■ Work item
The response should contain every entry, reproduced exactly.

Stored items
--------------------------------

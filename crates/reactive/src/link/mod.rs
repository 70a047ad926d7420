//! Join trees.
//!
//! A tree is declared top-down from a root returned by
//! [`Engine::root`](crate::Engine::root): [`Link::link`] adds a static join
//! whose parent documents carry child ids, [`Link::select`] adds a selector
//! join whose parent documents produce a query. Observing the root starts
//! every node; stopping the root tears the whole tree down.
//!
//! ```ignore
//! let posts = engine.root(publisher, "posts", json!({"published": true}), LinkOptions::new())?;
//! let authors = posts.link("users", field_ids("author_id"), LinkOptions::new())?;
//! posts.select("comments", field_equals("post_id", "_id"), LinkOptions::new())?;
//! posts.observe()?;
//! ```

pub(crate) mod node;
mod root;
pub(crate) mod scope;
mod selector;
mod static_join;

pub use node::LinkState;

use crate::options::LinkOptions;
use node::{borrow_node, LinkKind, LinkNode, NodeRef};
use rejoin_core::{DocId, Document, Error, OwnerId, Result};
use rejoin_query::{DocumentMatcher, Selector};
use root::RootJoin;
use scope::RootScope;
use selector::SelectorJoin;
use static_join::StaticJoin;
use std::cell::RefCell;
use std::rc::{Rc, Weak};

/// Handle to one node of a join tree.
#[derive(Clone)]
pub struct Link {
    node: NodeRef,
}

impl Link {
    pub(crate) fn root(
        scope: Rc<RootScope>,
        collection: &str,
        matcher: DocumentMatcher,
        options: LinkOptions,
    ) -> Self {
        Self {
            node: LinkNode::new_root(scope, collection, RootJoin::new(matcher), options),
        }
    }

    pub(crate) fn downgrade(&self) -> WeakLink {
        WeakLink(Rc::downgrade(&self.node))
    }

    /// Declares a static join on `collection`. `resolver` maps a document of
    /// this node to the ids of its children; `None` or no ids means none.
    pub fn link<F>(&self, collection: &str, resolver: F, options: LinkOptions) -> Result<Link>
    where
        F: Fn(&Document) -> Option<Vec<DocId>> + 'static,
    {
        let kind = LinkKind::Static(StaticJoin::new(Rc::new(resolver)));
        let node = LinkNode::new_child(&self.node, collection, kind, options)?;
        Ok(Link { node })
    }

    /// Declares a selector join on `collection`. `resolver` maps a document
    /// of this node to the selector of its children; `None` means none.
    pub fn select<F>(&self, collection: &str, resolver: F, options: LinkOptions) -> Result<Link>
    where
        F: Fn(&Document) -> Option<Selector> + 'static,
    {
        let kind = LinkKind::Selector(SelectorJoin::new(Rc::new(resolver)));
        let node = LinkNode::new_child(&self.node, collection, kind, options)?;
        Ok(Link { node })
    }

    /// Starts the tree. Only valid on a root; sub-joins start with it.
    pub fn observe(&self) -> Result<()> {
        if !self.is_root() {
            return Err(Error::invalid_state(
                "observe is only valid on the root of a join tree",
            ));
        }
        LinkNode::observe(&self.node)
    }

    /// Stops this node and everything below it.
    pub fn stop(&self) -> Result<()> {
        borrow_node(&self.node)?.stop()
    }

    pub fn owner(&self) -> OwnerId {
        self.node.borrow().core.owner
    }

    pub fn collection(&self) -> String {
        self.node.borrow().core.collection.clone()
    }

    pub fn state(&self) -> LinkState {
        self.node.borrow().core.state
    }

    pub fn is_root(&self) -> bool {
        matches!(self.node.borrow().kind, LinkKind::Root(_))
    }

    /// The node this one was declared under; `None` for a root.
    pub fn parent(&self) -> Option<Link> {
        self.node
            .borrow()
            .core
            .parent
            .upgrade()
            .map(|node| Link { node })
    }

    /// The root of this node's tree.
    pub fn root_link(&self) -> Link {
        let mut current = self.clone();
        while let Some(parent) = current.parent() {
            current = parent;
        }
        current
    }

    /// Handles of the sub-joins declared directly under this node.
    pub fn children(&self) -> Vec<Link> {
        self.node
            .borrow()
            .core
            .children
            .nodes()
            .iter()
            .map(|node| Link { node: node.clone() })
            .collect()
    }
}

/// Non-owning handle to a join node.
pub(crate) struct WeakLink(Weak<RefCell<LinkNode>>);

impl WeakLink {
    pub(crate) fn upgrade(&self) -> Option<Link> {
        self.0.upgrade().map(|node| Link { node })
    }
}

impl std::fmt::Debug for Link {
    fn fmt(&self, f: &mut std::fmt::Formatter<'_>) -> std::fmt::Result {
        match self.node.try_borrow() {
            Ok(node) => f
                .debug_struct("Link")
                .field("collection", &node.core.collection)
                .field("owner", &node.core.owner)
                .field("state", &node.core.state)
                .finish(),
            Err(_) => f.write_str("Link { <settling> }"),
        }
    }
}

--------------------------------

■ Task response
filename crates/reactive/src/link/mod.rs
repository 70a047ad926d7420
//! Join trees.
//!
//! A tree is declared top-down from a root returned by
//! [`Engine::root`](crate::Engine::root): [`Link::link`] adds a static join
//! whose parent documents carry child ids, [`Link::select`] adds a selector
//! join whose parent documents produce a query. Observing the root starts
//! every node; stopping the root tears the whole tree down.
//!
//! ```ignore
//! let posts = engine.root(publisher, "posts", json!({"published": true}), LinkOptions::new())?;
//! let authors = posts.link("users", field_ids("author_id"), LinkOptions::new())?;
//! posts.select("comments", field_equals("post_id", "_id"), LinkOptions::new())?;
//! posts.observe()?;
//! ```

pub(crate) mod node;
mod root;
pub(crate) mod scope;
mod selector;
mod static_join;

pub use node::LinkState;

use crate::options::LinkOptions;
use node::{borrow_node, LinkKind, LinkNode, NodeRef};
use rejoin_core::{DocId, Document, Error, OwnerId, Result};
use rejoin_query::{DocumentMatcher, Selector};
use root::RootJoin;
use scope::RootScope;
use selector::SelectorJoin;
use static_join::StaticJoin;
use std::cell::RefCell;
use std::rc::{Rc, Weak};

/// Handle to one node of a join tree.
#[derive(Clone)]
pub struct Link {
    node: NodeRef,
}

impl Link {
    pub(crate) fn root(
        scope: Rc<RootScope>,
        collection: &str,
        matcher: DocumentMatcher,
        options: LinkOptions,
    ) -> Self {
        Self {
            node: LinkNode::new_root(scope, collection, RootJoin::new(matcher), options),
        }
    }

    pub(crate) fn downgrade(&self) -> WeakLink {
        WeakLink(Rc::downgrade(&self.node))
    }

    /// Declares a static join on `collection`. `resolver` maps a document of
    /// this node to the ids of its children; `None` or no ids means none.
    pub fn link<F>(&self, collection: &str, resolver: F, options: LinkOptions) -> Result<Link>
    where
        F: Fn(&Document) -> Option<Vec<DocId>> + 'static,
    {
        let kind = LinkKind::Static(StaticJoin::new(Rc::new(resolver)));
        let node = LinkNode::new_child(&self.node, collection, kind, options)?;
        Ok(Link { node })
    }

    /// Declares a selector join on `collection`. `resolver` maps a document
    /// of this node to the selector of its children; `None` means none.
    pub fn select<F>(&self, collection: &str, resolver: F, options: LinkOptions) -> Result<Link>
    where
        F: Fn(&Document) -> Option<Selector> + 'static,
    {
        let kind = LinkKind::Selector(SelectorJoin::new(Rc::new(resolver)));
        let node = LinkNode::new_child(&self.node, collection, kind, options)?;
        Ok(Link { node })
    }

    /// Starts the tree. Only valid on a root; sub-joins start with it.
    pub fn observe(&self) -> Result<()> {
        if !self.is_root() {
            return Err(Error::invalid_state(
                "observe is only valid on the root of a join tree",
            ));
        }
        LinkNode::observe(&self.node)
    }

    /// Stops this node and everything below it.
    pub fn stop(&self) -> Result<()> {
        borrow_node(&self.node)?.stop()
    }

    pub fn owner(&self) -> OwnerId {
        self.node.borrow().core.owner
    }

    pub fn collection(&self) -> String {
        self.node.borrow().core.collection.clone()
    }

    pub fn state(&self) -> LinkState {
        self.node.borrow().core.state
    }

    pub fn is_root(&self) -> bool {
        matches!(self.node.borrow().kind, LinkKind::Root(_))
    }

    /// The node this one was declared under; `None` for a root.
    pub fn parent(&self) -> Option<Link> {
        self.node
            .borrow()
            .core
            .parent
            .upgrade()
            .map(|node| Link { node })
    }

    /// The root of this node's tree.
    pub fn root_link(&self) -> Link {
        let mut current = self.clone();
        while let Some(parent) = current.parent() {
            current = parent;
        }
        current
    }

    /// Handles of the sub-joins declared directly under this node.
    pub fn children(&self) -> Vec<Link> {
        self.node
            .borrow()
            .core
            .children
            .nodes()
            .iter()
            .map(|node| Link { node: node.clone() })
            .collect()
    }
}

/// Non-owning handle to a join node.
pub(crate) struct WeakLink(Weak<RefCell<LinkNode>>);

impl WeakLink {
    pub(crate) fn upgrade(&self) -> Option<Link> {
        self.0.upgrade().map(|node| Link { node })
    }
}

impl std::fmt::Debug for Link {
    fn fmt(&self, f: &mut std::fmt::Formatter<'_>) -> std::fmt::Result {
        match self.node.try_borrow() {
            Ok(node) => f
                .debug_struct("Link")
                .field("collection", &node.core.collection)
                .field("owner", &node.core.owner)
                .field("state", &node.core.state)
                .finish(),
            Err(_) => f.write_str("Link { <settling> }"),
        }
    }
}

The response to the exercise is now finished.